Back home aged 24 I still didn’t know what I wanted to be, what I did know what that I needed money and now. My lucky break came just a fortnight after returning to the UK when I was offered a temporary job in Finance at The Company Who Cannot be Named. Almost 6 years later I’m still there. I was given the opportunity after a year to work part time in HR as they needed an assistant. One manager left, another one started. She asked if I fancied moving into HR full time? Hell yes! Did I want to undertake some professional qualifications? Hell yes!

Finally aged 29 I finally know what I want to do when I grow up. I want to work in HR. And I do! So that’s ok.

6 Comments leave one →
  1. October 28, 2009 10:23 pm

    Do you know what? We have so much in common. I was that girl with her nose always in a book, dreaming of Mallory Towers and of being an author. And I had a stop-and-start time of trying to decide on a path only to change my mind or for something to get in the way. I’ve only just found what I think it is I’m supposed to be doing.

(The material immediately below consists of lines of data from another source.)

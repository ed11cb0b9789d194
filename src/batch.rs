//! Parallel batch processing with cooperative shutdown

use crate::classifier::LineClassifier;
use crate::document::{Document, Record};
use crate::error::{Result, SegmentError};
use crate::segmenter::{BatchOutput, Segmenter};
use rayon::prelude::*;
use serde::Serialize;
use std::io::Write;
use std::sync::Arc;
use std::sync::atomic::{AtomicBool, Ordering};
use tracing::{error, info, warn};

/// Destination for emitted records
pub trait RecordSink {
    fn write_record(&mut self, record: &Record) -> Result<()>;

    fn flush(&mut self) -> Result<()> {
        Ok(())
    }
}

impl RecordSink for Vec<Record> {
    fn write_record(&mut self, record: &Record) -> Result<()> {
        self.push(record.clone());
        Ok(())
    }
}

/// Writes one JSON object per line
pub struct JsonLinesSink<W: Write> {
    writer: W,
}

impl<W: Write> JsonLinesSink<W> {
    pub const fn new(writer: W) -> Self {
        Self { writer }
    }

    pub fn into_inner(self) -> W {
        self.writer
    }
}

impl<W: Write> RecordSink for JsonLinesSink<W> {
    fn write_record(&mut self, record: &Record) -> Result<()> {
        serde_json::to_writer(&mut self.writer, record)?;
        self.writer.write_all(b"\n")?;
        Ok(())
    }

    fn flush(&mut self) -> Result<()> {
        self.writer.flush()?;
        Ok(())
    }
}

/// Counters for one run
#[derive(Debug, Clone, Copy, Default, PartialEq, Eq, Serialize)]
pub struct RunSummary {
    /// Documents read from the input
    pub documents: usize,
    /// Batches that completed
    pub batches: usize,
    /// Records accepted by the sink
    pub records: usize,
    /// Documents over the line ceiling
    pub dropped: usize,
    /// Documents without spans or text
    pub skipped: usize,
    /// Batches lost to classifier failures
    pub failed_batches: usize,
    /// Records the sink rejected
    pub sink_failures: usize,
    /// Stopped early by the shutdown flag
    pub cancelled: bool,
}

/// Splits documents into batches and segments them on a worker pool
///
/// Results are emitted in input order. Setting the shutdown flag stops
/// new batches from being submitted; output already written is kept.
pub struct BatchRunner<'c, C: LineClassifier + ?Sized> {
    segmenter: Segmenter<'c, C>,
    docs_per_batch: usize,
    threads: usize,
    shutdown: Arc<AtomicBool>,
}

impl<'c, C: LineClassifier + ?Sized> BatchRunner<'c, C> {
    #[must_use]
    pub fn new(segmenter: Segmenter<'c, C>, docs_per_batch: usize) -> Self {
        Self {
            segmenter,
            docs_per_batch: docs_per_batch.max(1),
            threads: 0,
            shutdown: Arc::new(AtomicBool::new(false)),
        }
    }

    /// Worker count, `0` for one per core
    #[must_use]
    pub const fn with_threads(mut self, threads: usize) -> Self {
        self.threads = threads;
        self
    }

    #[must_use]
    pub fn with_shutdown(mut self, shutdown: Arc<AtomicBool>) -> Self {
        self.shutdown = shutdown;
        self
    }

    /// Flag that stops the run when set
    #[must_use]
    pub fn shutdown_handle(&self) -> Arc<AtomicBool> {
        Arc::clone(&self.shutdown)
    }

    fn stopping(&self) -> bool {
        self.shutdown.load(Ordering::SeqCst)
    }

    /// Segment every document and write the records to `sink`
    pub fn run<I, S>(&self, documents: I, sink: &mut S) -> Result<RunSummary>
    where
        I: IntoIterator<Item = Document>,
        S: RecordSink + ?Sized,
    {
        let pool = rayon::ThreadPoolBuilder::new()
            .num_threads(self.threads)
            .build()
            .map_err(|e| SegmentError::Config(format!("worker pool: {e}")))?;
        let wave_size = pool.current_num_threads() * self.docs_per_batch;

        let mut summary = RunSummary::default();
        let mut documents = documents.into_iter().peekable();

        while documents.peek().is_some() {
            if self.stopping() {
                warn!("Shutdown requested, not submitting further batches");
                summary.cancelled = true;
                break;
            }

            let wave: Vec<Document> = documents.by_ref().take(wave_size).collect();
            summary.documents += wave.len();

            let mut batches: Vec<Vec<Document>> = Vec::new();
            let mut wave = wave.into_iter().peekable();
            while wave.peek().is_some() {
                batches.push(wave.by_ref().take(self.docs_per_batch).collect());
            }

            let results: Vec<Option<Result<BatchOutput>>> = pool.install(|| {
                batches
                    .into_par_iter()
                    .map(|batch| {
                        if self.stopping() {
                            None
                        } else {
                            Some(self.segmenter.segment_batch(batch))
                        }
                    })
                    .collect()
            });

            for result in results {
                match result {
                    None => summary.cancelled = true,
                    Some(Err(e)) => {
                        error!("Batch failed: {e}");
                        summary.failed_batches += 1;
                    }
                    Some(Ok(output)) => {
                        summary.batches += 1;
                        summary.dropped += output.dropped;
                        summary.skipped += output.skipped;
                        for record in &output.records {
                            match sink.write_record(record) {
                                Ok(()) => summary.records += 1,
                                Err(e) => {
                                    error!("Failed to write record: {e}");
                                    summary.sink_failures += 1;
                                }
                            }
                        }
                    }
                }
            }

            if let Err(e) = sink.flush() {
                error!("Failed to flush sink: {e}");
            }
        }

        info!(
            "Processed {} documents: {} records, {} dropped, {} skipped, {} failed batches",
            summary.documents,
            summary.records,
            summary.dropped,
            summary.skipped,
            summary.failed_batches
        );
        Ok(summary)
    }
}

    I loved that you weren’t afraid to follow your dreams. And I am only SLIGHTLY disappointed that you didn’t make it as a Tornado chaser.

    Fab post – loved it.

    P.S. One day, can we get really drunk and you show me your Haka dance? Please?!

    • notsuchayummymummy permalink*
      October 29, 2009 9:27 am

      I’d love to show you my Haka dance. It bears very little resemblance to the original but I think it’s much more amusing! xx

  2. Aly permalink
    October 28, 2009 11:02 pm

    What a varied career!Did you have the face paint on too?

    • notsuchayummymummy permalink*
      October 29, 2009 9:28 am

      No face paint, thank goodness. I think that would have tipped them (and me) over the edge! They already looked confused enough!

  3. October 30, 2009 2:25 pm

    I loved reading too when I was growing up. I think I read the entire Little House on the Prairie series in a weekend!

    • notsuchayummymummy permalink*
      October 30, 2009 3:26 pm

      I never read those! It was Enid Blyton or nothing for me back in the day!